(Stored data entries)

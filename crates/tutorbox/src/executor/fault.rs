//! Fault classification from interpreter diagnostics
//!
//! Maps the final line of a traceback to the failure taxonomy shown to
//! learners. The full stderr text is still returned alongside; the
//! classification only decides the kind and the one-line message.

use std::process::ExitStatus;

use crate::types::{FaultInfo, FaultKind};

/// Classify an abnormal exit from its stderr text and exit status
pub(crate) fn classify(stderr: &str, status: &ExitStatus) -> FaultInfo {
    if let Some(line) = last_diagnostic_line(stderr)
        && let Some(fault) = classify_line(line)
    {
        return fault;
    }

    // No recognizable diagnostic; report how the process died
    let message = match status.code() {
        Some(code) => format!("interpreter exited with code {code}"),
        None => "interpreter was killed by a signal".to_string(),
    };
    FaultInfo::new(FaultKind::Runtime, message)
}

/// Classify a single diagnostic line like `ZeroDivisionError: division by zero`
///
/// Returns `None` when the line does not look like an exception report, so
/// learner text printed to stderr is never mistaken for a diagnostic.
pub(crate) fn classify_line(line: &str) -> Option<FaultInfo> {
    let head = line.split(':').next().unwrap_or(line).trim();
    if !is_exception_name(head) {
        return None;
    }
    // Dotted names like json.decoder.JSONDecodeError classify by last segment
    let name = head.rsplit('.').next().unwrap_or(head);

    let kind = match name {
        "SyntaxError" | "IndentationError" | "TabError" => FaultKind::Syntax,
        "NameError" | "UnboundLocalError" => FaultKind::MissingName,
        "TypeError" | "AttributeError" => FaultKind::TypeMismatch,
        "ZeroDivisionError" => FaultKind::ZeroDivision,
        "KeyError" | "IndexError" => FaultKind::MissingKey,
        "SandboxViolation" => FaultKind::SandboxViolation,
        "KeyboardInterrupt" | "StopIteration" | "SystemExit" => FaultKind::Runtime,
        n if n.ends_with("Error") || n.ends_with("Exception") => FaultKind::Runtime,
        _ => return None,
    };

    Some(FaultInfo::new(kind, line.trim().to_string()))
}

fn last_diagnostic_line(stderr: &str) -> Option<&str> {
    stderr.lines().rev().map(str::trim).find(|l| !l.is_empty())
}

/// Heuristic: dotted CamelCase identifier, e.g. `urllib.error.URLError`
fn is_exception_name(head: &str) -> bool {
    if head.is_empty()
        || !head
            .chars()
            .all(|c| c.is_ascii_alphanumeric() || c == '_' || c == '.')
    {
        return false;
    }
    head.rsplit('.')
        .next()
        .and_then(|last| last.chars().next())
        .is_some_and(|c| c.is_ascii_uppercase())
}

YOUR INSTRUCTIONS: Line by line, retype the data exactly as written.

EXPECTED ANSWER:
filename crates/tutorbox/src/executor/fault.rs
//! Fault classification from interpreter diagnostics
//!
//! Maps the final line of a traceback to the failure taxonomy shown to
//! learners. The full stderr text is still returned alongside; the
//! classification only decides the kind and the one-line message.

use std::process::ExitStatus;

use crate::types::{FaultInfo, FaultKind};

/// Classify an abnormal exit from its stderr text and exit status
pub(crate) fn classify(stderr: &str, status: &ExitStatus) -> FaultInfo {
    if let Some(line) = last_diagnostic_line(stderr)
        && let Some(fault) = classify_line(line)
    {
        return fault;
    }

    // No recognizable diagnostic; report how the process died
    let message = match status.code() {
        Some(code) => format!("interpreter exited with code {code}"),
        None => "interpreter was killed by a signal".to_string(),
    };
    FaultInfo::new(FaultKind::Runtime, message)
}

/// Classify a single diagnostic line like `ZeroDivisionError: division by zero`
///
/// Returns `None` when the line does not look like an exception report, so
/// learner text printed to stderr is never mistaken for a diagnostic.
pub(crate) fn classify_line(line: &str) -> Option<FaultInfo> {
    let head = line.split(':').next().unwrap_or(line).trim();
    if !is_exception_name(head) {
        return None;
    }
    // Dotted names like json.decoder.JSONDecodeError classify by last segment
    let name = head.rsplit('.').next().unwrap_or(head);

    let kind = match name {
        "SyntaxError" | "IndentationError" | "TabError" => FaultKind::Syntax,
        "NameError" | "UnboundLocalError" => FaultKind::MissingName,
        "TypeError" | "AttributeError" => FaultKind::TypeMismatch,
        "ZeroDivisionError" => FaultKind::ZeroDivision,
        "KeyError" | "IndexError" => FaultKind::MissingKey,
        "SandboxViolation" => FaultKind::SandboxViolation,
        "KeyboardInterrupt" | "StopIteration" | "SystemExit" => FaultKind::Runtime,
        n if n.ends_with("Error") || n.ends_with("Exception") => FaultKind::Runtime,
        _ => return None,
    };

    Some(FaultInfo::new(kind, line.trim().to_string()))
}

fn last_diagnostic_line(stderr: &str) -> Option<&str> {
    stderr.lines().rev().map(str::trim).find(|l| !l.is_empty())
}

/// Heuristic: dotted CamelCase identifier, e.g. `urllib.error.URLError`
fn is_exception_name(head: &str) -> bool {
    if head.is_empty()
        || !head
            .chars()
            .all(|c| c.is_ascii_alphanumeric() || c == '_' || c == '.')
    {
        return false;
    }
    head.rsplit('.')
        .next()
        .and_then(|last| last.chars().next())
        .is_some_and(|c| c.is_ascii_uppercase())
}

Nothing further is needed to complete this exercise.